Rapport annuel de surveillance biologique du territoire
©Xavier Remongin/Min.Agri.Fr

La surveillance biologique du territoire (SBT) dans le domaine végétal est au cœur des missions des services du Ministère chargé de l’Agriculture. Elle est organisée depuis plusieurs décennies pour connaître la situation sanitaire du territoire, pour améliorer le raisonnement des méthodes de lutte contre les organismes nuisibles et pour s’assurer du caractère indemne ou faiblement contaminé de notre territoire vis-à-vis d’organismes qui sont réglementés et/ou émergents en France, dans l’UE ou dans les pays tiers importateurs de nos produits végétaux.

Comme chaque année, le gouvernement produit à destination des deux assemblées un rapport national relatif à la surveillance biologique du territoire (SBT). Le dernier rapport traitant de l’année 2015 vient d’être publié par le ministère chargé de l’Agriculture.
Ce rapport est réalisé par la sous direction de la qualité de la santé et de la protection des végétaux au sein de la direction générale de l’alimentation du ministère chargé de l’agriculture. Il présente le dispositif organisant la SBT tant en métropole que dans les DOM, détaille par grandes filières végétales les bilans phytosanitaires de cette année 2015 et donne les premières tendances issues des dispositifs de suivi des effets non intentionnels des produits phytopharmaceutiques.

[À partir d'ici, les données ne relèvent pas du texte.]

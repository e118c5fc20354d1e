//! Process-wide room and presence bookkeeping.
//!
//! The registry is the only cross-connection shared mutable state in the
//! relay. It is an explicit service object with internally guarded maps;
//! nothing here is ambient or static.

use crate::event::RoomEvent;
use crate::room::Room;
use crate::session::{DocumentId, SessionEntry, SessionId};
use dashmap::DashMap;
use slugline_protocol::{Participant, PresenceInfo};
use std::sync::Arc;
use tokio::sync::broadcast;
use tracing::{debug, trace, warn};

/// Registry configuration.
#[derive(Debug, Clone)]
pub struct RegistryConfig {
    /// Broadcast capacity per room.
    pub room_capacity: usize,
}

impl Default for RegistryConfig {
    fn default() -> Self {
        Self {
            room_capacity: 1024,
        }
    }
}

/// Room membership and presence for one relay process.
///
/// Rooms are created lazily on first join and deleted when their last
/// member leaves: a room exists if and only if its member set is
/// non-empty. The presence table is global (not room-scoped) so a
/// disconnect can be cleaned up with a single lookup.
pub struct RoomRegistry {
    /// Rooms indexed by document id.
    rooms: DashMap<DocumentId, Room>,
    /// Presence table: session id -> joined document, user, presence.
    sessions: DashMap<SessionId, SessionEntry>,
    /// Configuration.
    config: RegistryConfig,
}

impl RoomRegistry {
    /// Create a new registry with default configuration.
    #[must_use]
    pub fn new() -> Self {
        Self::with_config(RegistryConfig::default())
    }

    /// Create a new registry with custom configuration.
    #[must_use]
    pub fn with_config(config: RegistryConfig) -> Self {
        Self {
            rooms: DashMap::new(),
            sessions: DashMap::new(),
            config,
        }
    }

    /// Register a session in the room for `document_id`, creating the room
    /// if absent.
    ///
    /// Returns a receiver for the room's events. Re-joining the same
    /// document with the same session id is idempotent and overwrites the
    /// stored presence; a session is in at most one room at a time, so a
    /// join to a different document moves it.
    pub fn join(
        &self,
        document_id: &str,
        session_id: &str,
        user_id: &str,
        presence: PresenceInfo,
    ) -> broadcast::Receiver<Arc<RoomEvent>> {
        // A session re-joining a different document leaves its old room first.
        if let Some(entry) = self.sessions.get(session_id) {
            if entry.document_id != document_id {
                let previous = entry.document_id.clone();
                drop(entry);
                warn!(
                    session = %session_id,
                    from = %previous,
                    to = %document_id,
                    "Session re-joined a different document without leaving"
                );
                self.leave(session_id);
            }
        }

        self.sessions.insert(
            session_id.to_string(),
            SessionEntry::new(document_id, user_id, presence),
        );

        let mut room = self
            .rooms
            .entry(document_id.to_string())
            .or_insert_with(|| {
                debug!(document = %document_id, "Creating room");
                Room::with_capacity(document_id, self.config.room_capacity)
            });

        let receiver = room.insert(session_id);

        debug!(
            document = %document_id,
            session = %session_id,
            members = room.member_count(),
            "Joined"
        );

        receiver
    }

    /// Presence snapshot of every session in the room for `document_id`
    /// other than `excluding`, in unspecified order.
    #[must_use]
    pub fn list_others(&self, document_id: &str, excluding: &str) -> Vec<Participant> {
        let Some(room) = self.rooms.get(document_id) else {
            return Vec::new();
        };

        room.members()
            .iter()
            .filter(|id| id.as_str() != excluding)
            .filter_map(|id| self.sessions.get(id).map(|entry| entry.participant(id)))
            .collect()
    }

    /// Remove a session from its room and the presence table.
    ///
    /// Deletes the room if it becomes empty. Safe to call on an unknown or
    /// already-removed session id.
    pub fn leave(&self, session_id: &str) -> Option<SessionEntry> {
        let (_, entry) = self.sessions.remove(session_id)?;

        if let Some(mut room) = self.rooms.get_mut(&entry.document_id) {
            room.remove(session_id);

            debug!(
                document = %entry.document_id,
                session = %session_id,
                members = room.member_count(),
                "Left"
            );

            if room.is_empty() {
                drop(room); // Release the lock
                self.rooms.remove(&entry.document_id);
                debug!(document = %entry.document_id, "Deleted empty room");
            }
        }

        Some(entry)
    }

    /// Broadcast an event to the room for `document_id`.
    ///
    /// Returns the number of receivers the event reached.
    pub fn broadcast(&self, document_id: &str, event: RoomEvent) -> usize {
        if let Some(room) = self.rooms.get(document_id) {
            let count = room.broadcast(event);
            trace!(document = %document_id, recipients = count, "Broadcast room event");
            count
        } else {
            warn!(document = %document_id, "Broadcast to non-existent room");
            0
        }
    }

    /// Check if a room exists.
    #[must_use]
    pub fn room_exists(&self, document_id: &str) -> bool {
        self.rooms.contains_key(document_id)
    }

    /// Get the member count for a room.
    #[must_use]
    pub fn member_count(&self, document_id: &str) -> usize {
        self.rooms
            .get(document_id)
            .map(|r| r.member_count())
            .unwrap_or(0)
    }

    /// Look up the presence entry for a session.
    #[must_use]
    pub fn session_entry(&self, session_id: &str) -> Option<SessionEntry> {
        self.sessions.get(session_id).map(|e| e.value().clone())
    }

    /// Get registry statistics.
    #[must_use]
    pub fn stats(&self) -> RegistryStats {
        RegistryStats {
            room_count: self.rooms.len(),
            session_count: self.sessions.len(),
        }
    }
}

impl Default for RoomRegistry {
    fn default() -> Self {
        Self::new()
    }
}

/// Registry statistics.
#[derive(Debug, Clone)]
pub struct RegistryStats {
    /// Number of live rooms.
    pub room_count: usize,
    /// Number of joined sessions.
    pub session_count: usize,
}
//! Metrics collection and export for the relay.
//!
//! Uses the `metrics` crate for instrumentation and exports
//! to Prometheus format.

use metrics::{counter, gauge, histogram};
use metrics_exporter_prometheus::PrometheusBuilder;
use std::net::SocketAddr;
use tracing::info;

/// Metric names.
pub mod names {
    pub const SESSIONS_TOTAL: &str = "slugline_sessions_total";
    pub const SESSIONS_ACTIVE: &str = "slugline_sessions_active";
    pub const ROOMS_ACTIVE: &str = "slugline_rooms_active";
    pub const DELTAS_TOTAL: &str = "slugline_deltas_total";
    pub const DELTA_BYTES: &str = "slugline_delta_bytes";
    pub const FRAME_LATENCY_SECONDS: &str = "slugline_frame_latency_seconds";
    pub const ERRORS_TOTAL: &str = "slugline_errors_total";
}

/// Initialize the metrics system.
pub fn init_metrics() {
    metrics::describe_counter!(
        names::SESSIONS_TOTAL,
        "Total number of sessions since relay start"
    );
    metrics::describe_gauge!(names::SESSIONS_ACTIVE, "Current number of live sessions");
    metrics::describe_gauge!(names::ROOMS_ACTIVE, "Current number of live rooms");
    metrics::describe_counter!(names::DELTAS_TOTAL, "Total number of deltas relayed");
    metrics::describe_counter!(names::DELTA_BYTES, "Total bytes of deltas relayed");
    metrics::describe_histogram!(
        names::FRAME_LATENCY_SECONDS,
        "Frame processing latency in seconds"
    );
    metrics::describe_counter!(names::ERRORS_TOTAL, "Total number of errors");

    info!("Metrics initialized");
}

/// Start the Prometheus metrics server.
///
/// # Errors
///
/// Returns an error if the server cannot be started.
pub fn start_metrics_server(port: u16) -> Result<(), Box<dyn std::error::Error>> {
    let addr: SocketAddr = format!("0.0.0.0:{}", port).parse()?;

    PrometheusBuilder::new()
        .with_http_listener(addr)
        .install()?;

    info!("Metrics server listening on {}", addr);
    Ok(())
}

/// Record a new session.
pub fn record_session() {
    counter!(names::SESSIONS_TOTAL).increment(1);
    gauge!(names::SESSIONS_ACTIVE).increment(1.0);
}

/// Record a session ending.
pub fn record_session_end() {
    gauge!(names::SESSIONS_ACTIVE).decrement(1.0);
}

/// Record a relayed delta.
pub fn record_delta(kind: &'static str, bytes: usize) {
    counter!(names::DELTAS_TOTAL, "kind" => kind).increment(1);
    counter!(names::DELTA_BYTES, "kind" => kind).increment(bytes as u64);
}

/// Record frame processing latency.
pub fn record_latency(seconds: f64) {
    histogram!(names::FRAME_LATENCY_SECONDS).record(seconds);
}

/// Update the active room count.
pub fn set_active_rooms(count: usize) {
    gauge!(names::ROOMS_ACTIVE).set(count as f64);
}

/// Record an error.
pub fn record_error(error_type: &'static str) {
    counter!(names::ERRORS_TOTAL, "type" => error_type).increment(1);
}

/// Metrics guard that records the session end on drop.
pub struct SessionMetricsGuard;

impl SessionMetricsGuard {
    /// Create a new guard, recording a session.
    #[must_use]
    pub fn new() -> Self {
        record_session();
        Self
    }
}

impl Default for SessionMetricsGuard {
    fn default() -> Self {
        Self::new()
    }
}

impl Drop for SessionMetricsGuard {
    fn drop(&mut self) {
        record_session_end();
    }
}

#[cfg(test)]
mod tests {
    use super::*;

    #[test]
    fn test_session_guard() {
        // Just test that it doesn't panic
        let _guard = SessionMetricsGuard::new();
    }
}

Ainsi, les suivis réalisés en épidémiosurveillance pour cette campagne montrent entre autres, une incidence relativement faible des principales maladies dues à des champignons sur la vigne ou encore sur les céréales. Il en va de même pour Drosophila suzukii en cultures fruitières et légumières.
A l'inverse, des extensions de présence  de certains bio-agresseurs ou de maladies tels que la flavescence dorée, la sharka ou encore le cynips du châtaignier sont notées.
En productions horticoles et en zone non agricole, le fait majeur en 2015 a été la première détection au cours de l’été de la bactérie Xylella fastidiosa, d’abord en Corse puis en région PACA.
En matière de cultures en zone tropicale, la maladie du Greening des agrumes ou Huanglongbing, causée par Candidatus Liberibacter, constitue le bio-agresseur le plus problématique aux Antilles.
Les différents travaux qui ont porté sur le suivi des résistances, ont montré une progression des phénomènes d’érosion des efficacités de certaines matières actives sur mildiou et oïdium.
Le suivi de la Biovigilance, qui consiste en l’étude de l’impact potentiel des traitements phytosanitaires sur la flore des bords de champs, certains insectes, la présence d’espèces d’oiseaux et sur la population de vers de terre, a fait l’objet d’analyses statistiques multi-échelles par l’INRA depuis de l’automne 2015.